▶ Exercise directions: Every line of the following records that includes "tools" should be copied.

▶ Available records:

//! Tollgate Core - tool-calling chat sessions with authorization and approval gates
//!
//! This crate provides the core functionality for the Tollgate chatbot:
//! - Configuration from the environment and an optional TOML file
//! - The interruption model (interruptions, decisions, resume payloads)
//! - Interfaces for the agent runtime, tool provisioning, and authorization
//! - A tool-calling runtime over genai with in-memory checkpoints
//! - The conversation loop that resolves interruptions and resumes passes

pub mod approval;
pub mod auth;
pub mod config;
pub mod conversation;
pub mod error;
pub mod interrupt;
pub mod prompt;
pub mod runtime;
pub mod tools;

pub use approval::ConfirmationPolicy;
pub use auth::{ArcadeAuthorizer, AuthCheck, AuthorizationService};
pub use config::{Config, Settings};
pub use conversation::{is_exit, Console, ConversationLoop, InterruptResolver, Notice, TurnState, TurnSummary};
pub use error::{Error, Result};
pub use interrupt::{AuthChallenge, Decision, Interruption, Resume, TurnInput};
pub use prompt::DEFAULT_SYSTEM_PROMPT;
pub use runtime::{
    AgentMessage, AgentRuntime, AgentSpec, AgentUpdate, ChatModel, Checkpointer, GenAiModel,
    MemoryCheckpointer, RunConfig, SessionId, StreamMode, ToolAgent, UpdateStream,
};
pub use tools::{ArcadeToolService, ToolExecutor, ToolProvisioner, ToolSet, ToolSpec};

▶ Response to this task:
pub mod tools;
pub use tools::{ArcadeToolService, ToolExecutor, ToolProvisioner, ToolSet, ToolSpec};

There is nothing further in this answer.